Para completar su análisis crítico y un tanto cascarrabias, Isidro comenta el rol que juegan los padres y las madres cuando los maestros toman iniciativas andariegas como las que él defiende. «Todo el rato lo comparan con la educación de los sobrinos o amigos que tienen en la ciudad o en la costa y protestan porque mientras allí ya han dado el libro entero y aquí andan callejeando todo el día. Quieren ver a sus hijos sentaditos, callados y llenando cuadernos con muchas cuentas».
Isidro y María en el taller de cerámica de María. Foto: Revista SABC
Cerremos las escuelas
Una de las paredes del jardín está llena de azulejos, cada uno de ellos representa un juego popular. Algunos, poca gente, los recuerda ya. María elabora estas cerámicas con el asesoramiento de Isidro y, según él, aún quedan muchos por añadir. Isidro también dedica mucho tiempo a investigar y documentar las tradiciones populares y los oficios de la zona.

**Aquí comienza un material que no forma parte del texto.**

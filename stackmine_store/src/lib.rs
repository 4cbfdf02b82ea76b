#![deny(
    clippy::all,
    clippy::nursery,
    clippy::pedantic,
    clippy::style,
    clippy::complexity,
    clippy::perf,
    clippy::correctness,
    clippy::suspicious,
    clippy::unwrap_used,
    clippy::expect_used
)]
#![allow(
    clippy::similar_names,
    clippy::missing_safety_doc,
    clippy::missing_panics_doc,
    clippy::missing_errors_doc
)]

//! On-disk artifacts of a mining run.

mod csv;

use anyhow::{Context, Result};
use serde::Serialize;
use serde::de::DeserializeOwned;
use stackmine_core::BundleDescription;
use std::path::{Path, PathBuf};
use tracing::debug;

pub use csv::{write_bundles_csv, write_csv_row};

pub const RAW_POSTS: &str = "raw_posts.json";
pub const EXTRACTED_ITEMS: &str = "extracted_items.json";
pub const BUNDLES_RAW: &str = "bundles_raw.json";
pub const BUNDLES: &str = "bundles.json";
pub const BUNDLES_CSV: &str = "bundles.csv";

/// Pretty-print `value` as JSON into `path`.
pub fn save_json<T: Serialize + ?Sized>(path: &Path, value: &T) -> Result<()> {
    let content = serde_json::to_string_pretty(value)?;
    std::fs::write(path, content)
        .with_context(|| format!("Failed to write {}", path.display()))?;
    debug!("Wrote {}", path.display());
    Ok(())
}

pub fn load_json<T: DeserializeOwned>(path: &Path) -> Result<T> {
    let content = std::fs::read_to_string(path)
        .with_context(|| format!("Failed to read {}", path.display()))?;
    serde_json::from_str(&content).with_context(|| format!("Invalid JSON in {}", path.display()))
}

/// The directory a run writes its artifacts to.
#[derive(Debug, Clone)]
pub struct OutputDir {
    root: PathBuf,
}

impl OutputDir {
    /// Open `root`, creating it if needed.
    pub fn new(root: impl Into<PathBuf>) -> Result<Self> {
        let root = root.into();
        std::fs::create_dir_all(&root)
            .with_context(|| format!("Failed to create output directory {}", root.display()))?;
        Ok(Self { root })
    }

    #[must_use]
    pub fn root(&self) -> &Path {
        &self.root
    }

    #[must_use]
    pub fn path(&self, file: &str) -> PathBuf {
        self.root.join(file)
    }

    pub fn save<T: Serialize + ?Sized>(&self, file: &str, value: &T) -> Result<PathBuf> {
        let path = self.path(file);
        save_json(&path, value)?;
        Ok(path)
    }

    /// Write `bundles.json` and `bundles.csv`.
    pub fn save_descriptions(&self, descriptions: &[BundleDescription]) -> Result<()> {
        self.save(BUNDLES, descriptions)?;
        let path = self.path(BUNDLES_CSV);
        let file = std::fs::File::create(&path)
            .with_context(|| format!("Failed to create {}", path.display()))?;
        let mut writer = std::io::BufWriter::new(file);
        write_bundles_csv(&mut writer, descriptions)?;
        std::io::Write::flush(&mut writer)?;
        debug!("Wrote {}", path.display());
        Ok(())
    }
}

Isidro constata que hay muchas corrientes pedagógicas con propuestas disruptoras, pero a su entender todas trabajan bajo el edificio de las escuelas, salvo algunos días que salen al campo, a un huerto, de excursión…, pero nadie tiene el valor de un planteamiento más radical. «Nadie dice basta. Nadie dice que hay que cerrar las escuelas como edificios. Es comprensible que los profesionales jóvenes no defiendan este planteamiento porque tienen miedo a perder su trabajo. Pero, con la realidad que viven los niños hoy día, siempre rodeados de tecnología, creo que la Pedagogía Andariega, educar fuera de las escuelas, es más necesaria que nunca. Son edades en que es fundamental potenciar los cinco sentidos y sobre todo el caminar a la búsqueda de saberes, experiencias y vivencias próximas, que son las que más enseñan y más nos interesan». Y, señalándose las piernas, entre risas, subraya: «que para eso tenemos estas hermosas piernas».
Para Isidro, caminar deja espacio a la mente para desarrollar ideas, estimula la psicomotricidad y también nos hace más sensibles en el plano afectivo. «Caminando siempre observo compañerismo entre el alumnado, no he visto nunca ninguna situación de violencia cuando caminamos. En la Institución Libre de Enseñanza ya defendían la necesidad de salir a buscar la información fuera porque fuera está la vida y fuera está el saber y el conocimiento».
Su provocación va más allá, para él la primera aula que habría que cerrar dentro de la escuela es la biblioteca. «Creo no hay nada más inculto que la cultura ajena. Cuando eres una niña, un niño, necesitas identificarte contigo misma a través de tu propio cuerpo, de tu propia inteligencia. Entonces, más que leer a otros, tenemos que aprender a contar o escribir nuestras propias experiencias, nuestros sentimientos. Os invito a que visitéis las bibliotecas escolares. No hay ninguna estantería con libros que recojan lo escrito por el propio alumnado. Creo que es esto lo que tenemos que potenciar. Y cuando yo o alguien lee sus textos, ellos sienten una emoción, se sienten importantes». Además de la escritura, señala que hay muchas opciones para promover esa necesidad de expresión íntima, como la pintura, la música, el teatro, el baile… «Pero tenemos que favorecer que los niños hablen y, sobre todo, que escriban. Escribo, luego existo».